An overview of the Skin and Bone data

Brief description of the data and processing methods

Author

Sharon Howard

Published

7 April 2025

The Data

Download

Consists of six spreadsheets (.xlsx) listing the project data per collection, by person and by injury.

License: Creative Commons Attribution-ShareAlike 4.0 International (see the download page for citation details).

Methodology

The technical challenge is to extract and classify detailed evidence from more than 87000 descriptions of individuals, including physical characteristics, bodily infirmities and personal details. The language used to describe injuries in the data is highly varied across the datasets, and it can be difficult to classify and standardise the nature of injury.

The amount of processing required (and the amount and kind of information available) varies among the datasets. The osteological data is already highly structured, and the hospital data partly so. However, the physical descriptions in Digital Panopticon datasets often consist of undifferentiated and fragmentary language which can include various physical attributes (eg heights, scars, tattoos and disabilities).

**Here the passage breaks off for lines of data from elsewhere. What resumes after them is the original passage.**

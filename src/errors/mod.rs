//! Unified error handling with consistent API response envelope.

use axum::{
    http::StatusCode,
    response::{IntoResponse, Response},
    Json,
};
use serde::Serialize;

/// A single violated constraint on a request field.
#[derive(Debug, Clone, Serialize, PartialEq)]
pub struct FieldError {
    pub field: String,
    pub code: String,
    pub message: String,
}

impl FieldError {
    pub fn new(field: &str, code: &str, message: &str) -> Self {
        Self {
            field: field.to_string(),
            code: code.to_string(),
            message: message.to_string(),
        }
    }
}

/// Error detail in the API response envelope.
#[derive(Debug, Serialize)]
pub struct ApiError {
    pub code: String,
    pub message: String,
    #[serde(skip_serializing_if = "Option::is_none")]
    pub details: Option<Vec<FieldError>>,
}

/// Consistent JSON envelope for all API responses.
#[derive(Debug, Serialize)]
pub struct ApiResponse<T: Serialize> {
    pub data: Option<T>,
    pub error: Option<ApiError>,
}

impl<T: Serialize> ApiResponse<T> {
    /// Wrap a successful result in the envelope.
    pub fn success(data: T) -> Json<Self> {
        Json(Self {
            data: Some(data),
            error: None,
        })
    }

    /// Wrap an error in the envelope.
    pub fn error(code: &str, message: &str) -> Json<Self> {
        Json(Self {
            data: None,
            error: Some(ApiError {
                code: code.to_string(),
                message: message.to_string(),
                details: None,
            }),
        })
    }
}

/// Internal failure detail carried on a 500 response so the error-capture
/// middleware can forward it. Never serialized into the body.
#[derive(Debug, Clone)]
pub struct CapturedError(pub String);

/// Application error type mapping to HTTP status codes.
#[derive(Debug, thiserror::Error)]
pub enum AppError {
    #[error("Not found: {0}")]
    NotFound(String),

    #[error("Validation failed on {} field(s)", .0.len())]
    Validation(Vec<FieldError>),

    #[error("Unauthorized")]
    Unauthorized,

    #[error("Forbidden: {0}")]
    Forbidden(String),

    #[error("Conflict: {0}")]
    Conflict(String),

    #[error("Resource in use: {0}")]
    InUse(String),

    #[error("Database error: {0}")]
    Database(#[from] sqlx::Error),

    #[error("Internal error: {0}")]
    Internal(String),
}

impl AppError {
    /// Shorthand for a validation error on a single field.
    pub fn invalid_field(field: &str, code: &str, message: &str) -> Self {
        Self::Validation(vec![FieldError::new(field, code, message)])
    }

    /// Check if this error represents a not-found condition.
    pub fn is_not_found(&self) -> bool {
        matches!(self, Self::NotFound(_))
    }

    /// Check if this error represents an auth failure.
    pub fn is_unauthorized(&self) -> bool {
        matches!(self, Self::Unauthorized)
    }
}

impl IntoResponse for AppError {
    fn into_response(self) -> Response {
        let mut captured = None;
        let mut details = None;

        let (status, code, message) = match self {
            AppError::NotFound(msg) => (StatusCode::NOT_FOUND, "NOT_FOUND", msg),
            AppError::Validation(errors) => {
                details = Some(errors);
                (
                    StatusCode::BAD_REQUEST,
                    "VALIDATION_ERROR",
                    "Request validation failed".to_string(),
                )
            }
            AppError::Unauthorized => (
                StatusCode::UNAUTHORIZED,
                "UNAUTHORIZED",
                "Authentication required".to_string(),
            ),
            AppError::Forbidden(msg) => (StatusCode::FORBIDDEN, "FORBIDDEN", msg),
            AppError::Conflict(msg) => (StatusCode::CONFLICT, "CONFLICT", msg),
            AppError::InUse(msg) => (StatusCode::BAD_REQUEST, "RESOURCE_IN_USE", msg),
            AppError::Database(e) => {
                tracing::error!(error = %e, "Database error");
                captured = Some(format!("Database error: {e}"));
                (
                    StatusCode::INTERNAL_SERVER_ERROR,
                    "INTERNAL_ERROR",
                    "An internal error occurred".to_string(),
                )
            }
            AppError::Internal(msg) => {
                tracing::error!(error = %msg, "Internal error");
                captured = Some(msg);
                (
                    StatusCode::INTERNAL_SERVER_ERROR,
                    "INTERNAL_ERROR",
                    "An internal error occurred".to_string(),
                )
            }
        };

        let body = ApiResponse::<()> {
            data: None,
            error: Some(ApiError {
                code: code.to_string(),
                message,
                details,
            }),
        };

        let mut response = (status, Json(body)).into_response();
        if let Some(detail) = captured {
            response.extensions_mut().insert(CapturedError(detail));
        }
        response
    }
}

#[cfg(test)]
mod tests {
    use super::*;

    async fn body_json(response: Response) -> serde_json::Value {
        let bytes = axum::body::to_bytes(response.into_body(), usize::MAX)
            .await
            .unwrap();
        serde_json::from_slice(&bytes).unwrap()
    }

    #[test]
    fn api_response_success() {
        let response = ApiResponse::success("hello");
        let json = serde_json::to_value(&response.0).unwrap();
        assert_eq!(json["data"], "hello");
        assert!(json["error"].is_null());
    }

    #[test]
    fn api_response_error() {
        let response = ApiResponse::<()>::error("NOT_FOUND", "Item not found");
        let json = serde_json::to_value(&response.0).unwrap();
        assert!(json["data"].is_null());
        assert_eq!(json["error"]["code"], "NOT_FOUND");
        assert_eq!(json["error"]["message"], "Item not found");
        assert!(json["error"].get("details").is_none());
    }

    #[test]
    fn app_error_is_not_found() {
        let err = AppError::NotFound("user".to_string());
        assert!(err.is_not_found());
        assert!(!err.is_unauthorized());
    }

    #[test]
    fn app_error_display() {
        let err = AppError::invalid_field("email", "email", "Email must be a valid format");
        assert_eq!(err.to_string(), "Validation failed on 1 field(s)");
    }

    #[test]
    fn app_error_from_sqlx() {
        let sqlx_err = sqlx::Error::RowNotFound;
        let err: AppError = sqlx_err.into();
        assert!(matches!(err, AppError::Database(_)));
    }

    #[tokio::test]
    async fn validation_error_lists_fields() {
        let err = AppError::Validation(vec![
            FieldError::new("email", "email", "Email must be a valid format"),
            FieldError::new("password", "length", "Password must be at least 3 characters long"),
        ]);
        let response = err.into_response();
        assert_eq!(response.status(), StatusCode::BAD_REQUEST);

        let json = body_json(response).await;
        assert_eq!(json["error"]["code"], "VALIDATION_ERROR");
        let details = json["error"]["details"].as_array().unwrap();
        assert_eq!(details.len(), 2);
        assert_eq!(details[0]["field"], "email");
        assert_eq!(details[1]["field"], "password");
    }

    #[tokio::test]
    async fn internal_error_hides_detail_from_body() {
        let err = AppError::Internal("relation \"tasks\" does not exist at line 3".to_string());
        let response = err.into_response();
        assert_eq!(response.status(), StatusCode::INTERNAL_SERVER_ERROR);
        assert!(response.extensions().get::<CapturedError>().is_some());

        let json = body_json(response).await;
        let text = json.to_string();
        assert!(!text.contains("relation"));
        assert_eq!(json["error"]["message"], "An internal error occurred");
    }

    #[tokio::test]
    async fn in_use_maps_to_bad_request() {
        let response = AppError::InUse("Label is associated with a task".to_string()).into_response();
        assert_eq!(response.status(), StatusCode::BAD_REQUEST);
        assert!(response.extensions().get::<CapturedError>().is_none());
    }
}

The relevant descriptive language needs to be identified, delineated and classified, but the datasets are too large in most cases for it to be feasible to mark them up manually. Instead, the project builds on automated techniques developed for the Criminal Tattoos project.

Outline of the process:

tokenisation of the text (ie, break into individual linguistic units eg words, punctuation) and then classify each token using a dictionary prepared by the project team, to assign a type to each token: injury type, body part, body specifier (left, right, upper, back of), cause of injury [where possible], stop word (anything unrelated to an injury, such as boil, pockmark, or mole), separator.
a simple grammatical rule set is applied to the text in order to assign individual injuries to the correct locations on the body. The rules-based approach is augmented by training a spaCy relation extraction deep learning model.

The process is not perfect. The original text of the descriptions is retained in the injuries tables for reference, and anyone using the data is advised to take some time to understand the data and its limitations.

The collections

Osteoarchaeological data (OS)

Data from three London burial grounds:

St. Bride’s lower churchyard (1770-1849), c.300 individuals
Royal London Hospital (1825-1841), c.200 individuals
Payne Road/Bow Baptist (1816-1854), c.200 individuals

Notes:

This is fine-grained, systematically recorded data covering a range of the adult population. It’s already very structured so it’s easy to work with. However, it includes a relatively limited range of injuries (mainly fractures), constrained to those that can be observed on the skeleton. There is also limited background information (we don’t know exactly when people were buried). Both age and sex are determined from the skeleton itself.

Hospital Records (HP)

Admission Registers:

Middlesex (1760-64, 1771-88), c.6000 individuals
Royal London (1760, 1791, 1792, 1805), c.4000 individuals
Guy’s (1813-39), c.70000 individuals
St. Thomas’ (1773-6, 1781-9, 1790-9, 1800-9), c.30000 individuals

Notes:

The registers vary considerably both in terms of their survival and the amount of detail they recorded. In the best cases, there is valuable data on length of hospital stay and outcomes, as well as ages and occupations. But the largest registers have much less detail than this. Moreover, by its nature the data only records injuries that were severe enough to necessitate hospitalisation (and descriptions only record the specific injuries that occasioned hospitalisation). There is no “uninjured” population for comparison.

Criminal records (DP)

Three datasets from the Digital Panopticon:

Millbank Prison Register (1816-1828), c.500 individuals
Home Office Prison Licenses (1853-1889), c.6000 individuals
Metropolitan Police Habitual Criminal Register (1881-1901), c.55,000 individuals

Notes:

These can be extraordinarily detailed documents of bodily experience, all the more valuable because they have been linked to extensive biographical and criminal histories. But, as noted, the varied language of the descriptions is highly challenging for computational analysis and there will be many (though hopefully mostly minor) errors and omissions in classification, so the data should be used with care.

Resources

On the Digital Panopticon descriptions and a similar methodology see Tattoos.

The Hospital and Osteological data sources are described in detail in Madeleine Mant’s PhD thesis, Slips, Trips, Falls, and Brawls: Fractures of the Working Poor in London During the Long Eighteenth Century.